All the data below should be printed again without a single difference.
═══ TASK DATA
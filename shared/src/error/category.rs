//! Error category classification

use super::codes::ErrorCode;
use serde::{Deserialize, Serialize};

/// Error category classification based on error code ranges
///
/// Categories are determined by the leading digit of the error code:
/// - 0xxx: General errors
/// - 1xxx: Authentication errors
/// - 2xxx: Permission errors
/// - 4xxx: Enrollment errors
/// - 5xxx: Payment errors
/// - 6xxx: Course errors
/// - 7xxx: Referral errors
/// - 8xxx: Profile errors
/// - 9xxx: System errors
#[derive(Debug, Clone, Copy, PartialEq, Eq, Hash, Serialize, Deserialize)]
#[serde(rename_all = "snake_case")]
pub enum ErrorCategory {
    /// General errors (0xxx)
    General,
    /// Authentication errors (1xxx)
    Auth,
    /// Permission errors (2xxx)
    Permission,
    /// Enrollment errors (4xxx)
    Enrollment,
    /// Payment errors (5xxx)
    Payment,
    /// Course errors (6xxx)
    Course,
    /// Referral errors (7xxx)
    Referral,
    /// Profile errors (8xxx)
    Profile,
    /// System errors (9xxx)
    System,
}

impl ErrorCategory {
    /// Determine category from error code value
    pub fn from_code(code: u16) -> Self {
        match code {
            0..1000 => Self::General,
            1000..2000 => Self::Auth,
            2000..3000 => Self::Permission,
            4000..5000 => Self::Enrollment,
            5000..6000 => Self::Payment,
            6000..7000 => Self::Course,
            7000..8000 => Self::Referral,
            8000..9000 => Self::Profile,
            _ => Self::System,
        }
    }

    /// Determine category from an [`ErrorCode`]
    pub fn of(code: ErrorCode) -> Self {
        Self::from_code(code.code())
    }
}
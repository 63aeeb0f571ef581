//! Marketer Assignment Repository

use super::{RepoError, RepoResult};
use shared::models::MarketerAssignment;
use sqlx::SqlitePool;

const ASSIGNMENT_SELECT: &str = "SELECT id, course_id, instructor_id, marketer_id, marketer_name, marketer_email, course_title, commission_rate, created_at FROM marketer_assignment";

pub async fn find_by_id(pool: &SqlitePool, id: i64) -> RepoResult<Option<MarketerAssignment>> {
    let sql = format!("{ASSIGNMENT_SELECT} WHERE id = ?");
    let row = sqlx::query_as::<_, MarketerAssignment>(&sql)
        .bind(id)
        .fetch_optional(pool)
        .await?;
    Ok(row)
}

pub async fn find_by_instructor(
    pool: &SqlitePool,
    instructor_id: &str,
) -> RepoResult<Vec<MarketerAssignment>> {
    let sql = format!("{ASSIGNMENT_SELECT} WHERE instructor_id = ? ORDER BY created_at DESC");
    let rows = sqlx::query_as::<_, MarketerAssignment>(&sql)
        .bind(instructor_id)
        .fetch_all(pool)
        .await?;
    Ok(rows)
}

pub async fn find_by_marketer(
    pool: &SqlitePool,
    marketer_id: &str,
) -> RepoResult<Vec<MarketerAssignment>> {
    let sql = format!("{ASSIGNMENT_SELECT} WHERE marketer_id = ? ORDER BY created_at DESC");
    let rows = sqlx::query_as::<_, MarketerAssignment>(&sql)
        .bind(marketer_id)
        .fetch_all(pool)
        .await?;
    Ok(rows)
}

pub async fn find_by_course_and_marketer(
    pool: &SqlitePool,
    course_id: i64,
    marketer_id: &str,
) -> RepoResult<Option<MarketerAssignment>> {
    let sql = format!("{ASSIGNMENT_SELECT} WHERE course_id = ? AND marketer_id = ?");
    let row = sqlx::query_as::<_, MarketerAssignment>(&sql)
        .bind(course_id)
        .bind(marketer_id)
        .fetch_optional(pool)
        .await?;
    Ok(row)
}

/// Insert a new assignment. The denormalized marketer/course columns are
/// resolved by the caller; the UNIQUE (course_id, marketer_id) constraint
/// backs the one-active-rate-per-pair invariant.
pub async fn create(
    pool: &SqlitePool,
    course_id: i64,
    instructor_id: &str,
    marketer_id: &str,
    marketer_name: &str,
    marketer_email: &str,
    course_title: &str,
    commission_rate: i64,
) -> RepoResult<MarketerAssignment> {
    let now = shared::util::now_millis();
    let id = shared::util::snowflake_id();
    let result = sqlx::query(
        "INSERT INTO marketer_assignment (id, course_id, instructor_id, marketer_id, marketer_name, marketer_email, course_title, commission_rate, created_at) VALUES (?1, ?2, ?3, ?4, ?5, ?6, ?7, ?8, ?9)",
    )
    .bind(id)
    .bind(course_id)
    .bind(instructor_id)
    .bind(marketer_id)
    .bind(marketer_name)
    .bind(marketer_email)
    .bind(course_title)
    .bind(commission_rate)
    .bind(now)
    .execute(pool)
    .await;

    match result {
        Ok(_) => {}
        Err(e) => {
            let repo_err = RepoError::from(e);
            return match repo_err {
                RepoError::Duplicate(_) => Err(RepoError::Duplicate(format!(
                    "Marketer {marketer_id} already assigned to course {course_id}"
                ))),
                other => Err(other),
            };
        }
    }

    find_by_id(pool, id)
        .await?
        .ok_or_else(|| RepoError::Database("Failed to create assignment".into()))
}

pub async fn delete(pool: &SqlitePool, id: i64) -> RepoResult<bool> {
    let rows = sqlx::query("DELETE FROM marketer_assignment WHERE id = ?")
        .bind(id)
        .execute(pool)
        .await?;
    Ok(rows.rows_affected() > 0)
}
══════
* ANSWER FOR THIS EXERCISE:
filename shared/src/error/category.rs
//! Error category classification

use super::codes::ErrorCode;
use serde::{Deserialize, Serialize};

/// Error category classification based on error code ranges
///
/// Categories are determined by the leading digit of the error code:
/// - 0xxx: General errors
/// - 1xxx: Authentication errors
/// - 2xxx: Permission errors
/// - 4xxx: Enrollment errors
/// - 5xxx: Payment errors
/// - 6xxx: Course errors
/// - 7xxx: Referral errors
/// - 8xxx: Profile errors
/// - 9xxx: System errors
#[derive(Debug, Clone, Copy, PartialEq, Eq, Hash, Serialize, Deserialize)]
#[serde(rename_all = "snake_case")]
pub enum ErrorCategory {
    /// General errors (0xxx)
    General,
    /// Authentication errors (1xxx)
    Auth,
    /// Permission errors (2xxx)
    Permission,
    /// Enrollment errors (4xxx)
    Enrollment,
    /// Payment errors (5xxx)
    Payment,
    /// Course errors (6xxx)
    Course,
    /// Referral errors (7xxx)
    Referral,
    /// Profile errors (8xxx)
    Profile,
    /// System errors (9xxx)
    System,
}

impl ErrorCategory {
    /// Determine category from error code value
    pub fn from_code(code: u16) -> Self {
        match code {
            0..1000 => Self::General,
            1000..2000 => Self::Auth,
            2000..3000 => Self::Permission,
            4000..5000 => Self::Enrollment,
            5000..6000 => Self::Payment,
            6000..7000 => Self::Course,
            7000..8000 => Self::Referral,
            8000..9000 => Self::Profile,
            _ => Self::System,
        }
    }

    /// Determine category from an [`ErrorCode`]
    pub fn of(code: ErrorCode) -> Self {
        Self::from_code(code.code())
    }
}
repository 63aeeb0f571ef581
//! Marketer Assignment Repository

use super::{RepoError, RepoResult};
use shared::models::MarketerAssignment;
use sqlx::SqlitePool;

const ASSIGNMENT_SELECT: &str = "SELECT id, course_id, instructor_id, marketer_id, marketer_name, marketer_email, course_title, commission_rate, created_at FROM marketer_assignment";

pub async fn find_by_id(pool: &SqlitePool, id: i64) -> RepoResult<Option<MarketerAssignment>> {
    let sql = format!("{ASSIGNMENT_SELECT} WHERE id = ?");
    let row = sqlx::query_as::<_, MarketerAssignment>(&sql)
        .bind(id)
        .fetch_optional(pool)
        .await?;
    Ok(row)
}

pub async fn find_by_instructor(
    pool: &SqlitePool,
    instructor_id: &str,
) -> RepoResult<Vec<MarketerAssignment>> {
    let sql = format!("{ASSIGNMENT_SELECT} WHERE instructor_id = ? ORDER BY created_at DESC");
    let rows = sqlx::query_as::<_, MarketerAssignment>(&sql)
        .bind(instructor_id)
        .fetch_all(pool)
        .await?;
    Ok(rows)
}

pub async fn find_by_marketer(
    pool: &SqlitePool,
    marketer_id: &str,
) -> RepoResult<Vec<MarketerAssignment>> {
    let sql = format!("{ASSIGNMENT_SELECT} WHERE marketer_id = ? ORDER BY created_at DESC");
    let rows = sqlx::query_as::<_, MarketerAssignment>(&sql)
        .bind(marketer_id)
        .fetch_all(pool)
        .await?;
    Ok(rows)
}

pub async fn find_by_course_and_marketer(
    pool: &SqlitePool,
    course_id: i64,
    marketer_id: &str,
) -> RepoResult<Option<MarketerAssignment>> {
    let sql = format!("{ASSIGNMENT_SELECT} WHERE course_id = ? AND marketer_id = ?");
    let row = sqlx::query_as::<_, MarketerAssignment>(&sql)
        .bind(course_id)
        .bind(marketer_id)
        .fetch_optional(pool)
        .await?;
    Ok(row)
}

/// Insert a new assignment. The denormalized marketer/course columns are
/// resolved by the caller; the UNIQUE (course_id, marketer_id) constraint
/// backs the one-active-rate-per-pair invariant.
pub async fn create(
    pool: &SqlitePool,
    course_id: i64,
    instructor_id: &str,
    marketer_id: &str,
    marketer_name: &str,
    marketer_email: &str,
    course_title: &str,
    commission_rate: i64,
) -> RepoResult<MarketerAssignment> {
    let now = shared::util::now_millis();
    let id = shared::util::snowflake_id();
    let result = sqlx::query(
        "INSERT INTO marketer_assignment (id, course_id, instructor_id, marketer_id, marketer_name, marketer_email, course_title, commission_rate, created_at) VALUES (?1, ?2, ?3, ?4, ?5, ?6, ?7, ?8, ?9)",
    )
    .bind(id)
    .bind(course_id)
    .bind(instructor_id)
    .bind(marketer_id)
    .bind(marketer_name)
    .bind(marketer_email)
    .bind(course_title)
    .bind(commission_rate)
    .bind(now)
    .execute(pool)
    .await;

    match result {
        Ok(_) => {}
        Err(e) => {
            let repo_err = RepoError::from(e);
            return match repo_err {
                RepoError::Duplicate(_) => Err(RepoError::Duplicate(format!(
                    "Marketer {marketer_id} already assigned to course {course_id}"
                ))),
                other => Err(other),
            };
        }
    }

    find_by_id(pool, id)
        .await?
        .ok_or_else(|| RepoError::Database("Failed to create assignment".into()))
}

pub async fn delete(pool: &SqlitePool, id: i64) -> RepoResult<bool> {
    let rows = sqlx::query("DELETE FROM marketer_assignment WHERE id = ?")
        .bind(id)
        .execute(pool)
        .await?;
    Ok(rows.rows_affected() > 0)
}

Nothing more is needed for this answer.